Start of PROVIDED ENTRIES

//! Evaluation dimensions, weight tables and score aggregation.

use crate::defaults;
use crate::error::{Result, TingshuoError};
use crate::report::QuestionAssessment;
use serde::{Deserialize, Serialize};
use std::collections::BTreeMap;
use std::fmt;
use std::str::FromStr;

/// One axis of evaluation.
#[derive(Debug, Clone, Copy, PartialEq, Eq, PartialOrd, Ord, Hash, Serialize, Deserialize)]
#[serde(rename_all = "lowercase")]
pub enum Dimension {
    Pronunciation,
    Fluency,
    Accuracy,
    Comprehension,
    Confidence,
}

impl Dimension {
    pub const ALL: [Dimension; 5] = [
        Dimension::Pronunciation,
        Dimension::Fluency,
        Dimension::Accuracy,
        Dimension::Comprehension,
        Dimension::Confidence,
    ];

    pub fn name(self) -> &'static str {
        match self {
            Dimension::Pronunciation => "pronunciation",
            Dimension::Fluency => "fluency",
            Dimension::Accuracy => "accuracy",
            Dimension::Comprehension => "comprehension",
            Dimension::Confidence => "confidence",
        }
    }
}

impl fmt::Display for Dimension {
    fn fmt(&self, f: &mut fmt::Formatter<'_>) -> fmt::Result {
        f.write_str(self.name())
    }
}

impl FromStr for Dimension {
    type Err = TingshuoError;

    /// Case-insensitive dimension name.
    fn from_str(s: &str) -> Result<Self> {
        let wanted = s.trim();
        Dimension::ALL
            .into_iter()
            .find(|d| d.name().eq_ignore_ascii_case(wanted))
            .ok_or_else(|| TingshuoError::InvalidInput {
                message: format!("unknown score dimension {s:?}"),
            })
    }
}

/// A single named score.
#[derive(Debug, Clone, Copy, PartialEq)]
pub struct DimensionScore {
    pub dimension: Dimension,
    pub value: f64,
}

/// At most one score per dimension.
#[derive(Debug, Clone, PartialEq, Default, Serialize, Deserialize)]
#[serde(transparent)]
pub struct DimensionScores(BTreeMap<Dimension, f64>);

impl DimensionScores {
    /// Collect scores, rejecting a second score for the same dimension.
    pub fn from_scores(scores: impl IntoIterator<Item = DimensionScore>) -> Result<Self> {
        let mut map = BTreeMap::new();
        for score in scores {
            if map.insert(score.dimension, score.value).is_some() {
                return Err(TingshuoError::DuplicateDimension {
                    dimension: score.dimension,
                });
            }
        }
        Ok(Self(map))
    }

    pub fn get(&self, dimension: Dimension) -> Option<f64> {
        self.0.get(&dimension).copied()
    }

    pub fn iter(&self) -> impl Iterator<Item = DimensionScore> + '_ {
        self.0.iter().map(|(&dimension, &value)| DimensionScore { dimension, value })
    }

    pub fn len(&self) -> usize {
        self.0.len()
    }

    pub fn is_empty(&self) -> bool {
        self.0.is_empty()
    }
}

/// Inclusive range every dimension score must fall in.
#[derive(Debug, Clone, Copy, PartialEq, Serialize, Deserialize)]
pub struct ScoreBounds {
    pub min: f64,
    pub max: f64,
}

impl Default for ScoreBounds {
    fn default() -> Self {
        Self {
            min: defaults::MIN_SCORE,
            max: defaults::MAX_SCORE,
        }
    }
}

impl ScoreBounds {
    pub fn contains(&self, value: f64) -> bool {
        value.is_finite() && value >= self.min && value <= self.max
    }
}

/// Non-negative per-dimension weights summing to 1.0.
#[derive(Debug, Clone, PartialEq)]
pub struct WeightTable {
    weights: BTreeMap<Dimension, f64>,
}

impl WeightTable {
    /// Validate and build a weight table.
    ///
    /// Fails with `InvalidWeights` when the table is empty, names a dimension
    /// twice, holds a negative or non-finite weight, or does not sum to 1.0
    /// within [`defaults::WEIGHT_TOLERANCE`].
    pub fn new(weights: impl IntoIterator<Item = (Dimension, f64)>) -> Result<Self> {
        let mut table = BTreeMap::new();
        for (dimension, weight) in weights {
            if !weight.is_finite() || weight < 0.0 {
                return Err(TingshuoError::InvalidWeights {
                    message: format!("weight for {dimension} must be non-negative, got {weight}"),
                });
            }
            if table.insert(dimension, weight).is_some() {
                return Err(TingshuoError::InvalidWeights {
                    message: format!("dimension {dimension} listed twice"),
                });
            }
        }
        if table.is_empty() {
            return Err(TingshuoError::InvalidWeights {
                message: "no dimensions weighted".to_string(),
            });
        }
        let sum: f64 = table.values().sum();
        if (sum - 1.0).abs() > defaults::WEIGHT_TOLERANCE {
            return Err(TingshuoError::InvalidWeights {
                message: format!("weights sum to {sum}, expected 1.0"),
            });
        }
        Ok(Self { weights: table })
    }

    /// Equal weight for all five dimensions.
    pub fn uniform() -> Self {
        Self {
            weights: Dimension::ALL
                .into_iter()
                .map(|d| (d, defaults::DIMENSION_WEIGHT))
                .collect(),
        }
    }

    pub fn weight(&self, dimension: Dimension) -> Option<f64> {
        self.weights.get(&dimension).copied()
    }

    /// Dimensions that must be scored, in canonical order.
    pub fn dimensions(&self) -> impl Iterator<Item = Dimension> + '_ {
        self.weights.keys().copied()
    }
}

impl Default for WeightTable {
    fn default() -> Self {
        Self::uniform()
    }
}

/// Combines dimension scores into overall scores.
#[derive(Debug, Clone, PartialEq, Default)]
pub struct ScoreAggregator {
    weights: WeightTable,
    bounds: ScoreBounds,
}

impl ScoreAggregator {
    pub fn new(weights: WeightTable, bounds: ScoreBounds) -> Self {
        Self { weights, bounds }
    }

    pub fn weights(&self) -> &WeightTable {
        &self.weights
    }

    pub fn bounds(&self) -> ScoreBounds {
        self.bounds
    }

    /// Weighted overall score of one question, rounded to one decimal.
    ///
    /// Every supplied score is range-checked before anything is computed;
    /// then every weighted dimension must be present.
    pub fn aggregate_question(&self, scores: &DimensionScores) -> Result<f64> {
        for score in scores.iter() {
            if !self.bounds.contains(score.value) {
                return Err(TingshuoError::ScoreRange {
                    dimension: score.dimension,
                    value: score.value,
                    min: self.bounds.min,
                    max: self.bounds.max,
                });
            }
        }

        let mut total = 0.0;
        for dimension in self.weights.dimensions() {
            let value = scores
                .get(dimension)
                .ok_or(TingshuoError::MissingDimension { dimension })?;
            total += self.weights.weight(dimension).unwrap_or(0.0) * value;
        }

        Ok(round_to_tenth(total).clamp(self.bounds.min, self.bounds.max))
    }
}

/// Session score: arithmetic mean of the per-question overall scores.
///
/// A session without answered questions has no score and fails with
/// `InvalidInput`.
pub fn aggregate_session(questions: &[QuestionAssessment]) -> Result<f64> {
    if questions.is_empty() {
        return Err(TingshuoError::InvalidInput {
            message: "session has no assessed questions".to_string(),
        });
    }
    let sum: f64 = questions.iter().map(QuestionAssessment::overall).sum();
    Ok(round_to_tenth(sum / questions.len() as f64))
}

fn round_to_tenth(value: f64) -> f64 {
    (value * 10.0).round() / 10.0
}

#[cfg(test)]
mod tests {
    use super::*;

    fn scores(values: &[(Dimension, f64)]) -> DimensionScores {
        DimensionScores::from_scores(values.iter().map(|&(dimension, value)| DimensionScore {
            dimension,
            value,
        }))
        .unwrap()
    }

    fn all(values: [f64; 5]) -> DimensionScores {
        scores(&Dimension::ALL.into_iter().zip(values).collect::<Vec<_>>())
    }

    #[test]
    fn dimension_parses_case_insensitively() {
        assert_eq!("Fluency".parse::<Dimension>().unwrap(), Dimension::Fluency);
        assert_eq!(" accuracy ".parse::<Dimension>().unwrap(), Dimension::Accuracy);
        assert!("style".parse::<Dimension>().is_err());
    }

    #[test]
    fn duplicate_dimension_rejected() {
        let result = DimensionScores::from_scores([
            DimensionScore {
                dimension: Dimension::Fluency,
                value: 80.0,
            },
            DimensionScore {
                dimension: Dimension::Fluency,
                value: 70.0,
            },
        ]);
        assert!(matches!(
            result,
            Err(TingshuoError::DuplicateDimension {
                dimension: Dimension::Fluency
            })
        ));
    }

    #[test]
    fn uniform_weights_average_example() {
        let aggregator = ScoreAggregator::default();
        let overall = aggregator
            .aggregate_question(&all([80.0, 75.0, 85.0, 90.0, 70.0]))
            .unwrap();
        assert_eq!(overall, 80.0);
    }

    #[test]
    fn all_max_scores_give_max() {
        let aggregator = ScoreAggregator::default();
        assert_eq!(aggregator.aggregate_question(&all([100.0; 5])).unwrap(), 100.0);
    }

    #[test]
    fn all_zero_scores_give_zero() {
        let aggregator = ScoreAggregator::default();
        assert_eq!(aggregator.aggregate_question(&all([0.0; 5])).unwrap(), 0.0);
    }

    #[test]
    fn custom_weights_are_applied() {
        let weights = WeightTable::new([
            (Dimension::Pronunciation, 0.4),
            (Dimension::Fluency, 0.3),
            (Dimension::Accuracy, 0.1),
            (Dimension::Comprehension, 0.1),
            (Dimension::Confidence, 0.1),
        ])
        .unwrap();
        let aggregator = ScoreAggregator::new(weights, ScoreBounds::default());
        // 0.4*90 + 0.3*80 + 0.1*(70+60+50) = 36 + 24 + 18
        let overall = aggregator
            .aggregate_question(&all([90.0, 80.0, 70.0, 60.0, 50.0]))
            .unwrap();
        assert_eq!(overall, 78.0);
    }

    #[test]
    fn overall_is_rounded_to_one_decimal() {
        let aggregator = ScoreAggregator::default();
        let overall = aggregator
            .aggregate_question(&all([81.0, 80.0, 80.0, 80.0, 80.0]))
            .unwrap();
        assert_eq!(overall, 80.2);

        let overall = aggregator
            .aggregate_question(&all([80.33, 80.0, 80.0, 80.0, 80.0]))
            .unwrap();
        assert_eq!(overall, 80.1);
    }

    #[test]
    fn missing_confidence_is_aggregation_error() {
        let aggregator = ScoreAggregator::default();
        let partial = scores(&[
            (Dimension::Pronunciation, 80.0),
            (Dimension::Fluency, 75.0),
            (Dimension::Accuracy, 85.0),
            (Dimension::Comprehension, 90.0),
        ]);
        let err = aggregator.aggregate_question(&partial).unwrap_err();
        assert!(matches!(
            err,
            TingshuoError::MissingDimension {
                dimension: Dimension::Confidence
            }
        ));
    }

    #[test]
    fn out_of_range_score_rejected_before_missing_check() {
        let aggregator = ScoreAggregator::default();
        let bad = scores(&[(Dimension::Fluency, 101.0)]);
        let err = aggregator.aggregate_question(&bad).unwrap_err();
        assert!(matches!(
            err,
            TingshuoError::ScoreRange {
                dimension: Dimension::Fluency,
                ..
            }
        ));
    }

    #[test]
    fn negative_and_nan_scores_rejected() {
        let aggregator = ScoreAggregator::default();
        let err = aggregator
            .aggregate_question(&all([80.0, -0.5, 80.0, 80.0, 80.0]))
            .unwrap_err();
        assert!(matches!(err, TingshuoError::ScoreRange { .. }));

        let err = aggregator
            .aggregate_question(&all([80.0, 80.0, f64::NAN, 80.0, 80.0]))
            .unwrap_err();
        assert!(matches!(err, TingshuoError::ScoreRange { .. }));
    }

    #[test]
    fn partial_weight_table_only_requires_its_dimensions() {
        let weights =
            WeightTable::new([(Dimension::Pronunciation, 0.5), (Dimension::Accuracy, 0.5)])
                .unwrap();
        let aggregator = ScoreAggregator::new(weights, ScoreBounds::default());
        let partial = scores(&[(Dimension::Pronunciation, 60.0), (Dimension::Accuracy, 90.0)]);
        assert_eq!(aggregator.aggregate_question(&partial).unwrap(), 75.0);
    }

    #[test]
    fn weights_must_sum_to_one() {
        let err = WeightTable::new([(Dimension::Fluency, 0.5), (Dimension::Accuracy, 0.4)])
            .unwrap_err();
        assert!(matches!(err, TingshuoError::InvalidWeights { .. }));
        assert!(err.is_configuration());
    }

    #[test]
    fn weights_within_tolerance_accepted() {
        let table = WeightTable::new([
            (Dimension::Fluency, 0.5 + 5e-7),
            (Dimension::Accuracy, 0.5),
        ]);
        assert!(table.is_ok());
    }

    #[test]
    fn negative_weight_rejected() {
        let err = WeightTable::new([(Dimension::Fluency, 1.5), (Dimension::Accuracy, -0.5)])
            .unwrap_err();
        assert!(err.to_string().contains("non-negative"));
    }

    #[test]
    fn empty_weight_table_rejected() {
        assert!(WeightTable::new(Vec::new()).is_err());
    }

    #[test]
    fn uniform_table_is_valid() {
        let uniform = WeightTable::uniform();
        let rebuilt = WeightTable::new(
            Dimension::ALL
                .into_iter()
                .map(|d| (d, uniform.weight(d).unwrap())),
        );
        assert_eq!(rebuilt.unwrap(), uniform);
    }

    #[test]
    fn aggregate_session_of_nothing_is_invalid_input() {
        let err = aggregate_session(&[]).unwrap_err();
        assert!(matches!(err, TingshuoError::InvalidInput { .. }));
    }

    #[test]
    fn round_to_tenth_rounds_half_away_from_zero() {
        assert_eq!(round_to_tenth(80.25), 80.3);
        assert_eq!(round_to_tenth(79.94), 79.9);
    }
}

End of PROVIDED ENTRIES

> _WORK TASK_:
Each line of the records that holds the word "rebuilt" should be copied out.

> _SOLUTION BELOW_:
        let rebuilt = WeightTable::new(
        assert_eq!(rebuilt.unwrap(), uniform);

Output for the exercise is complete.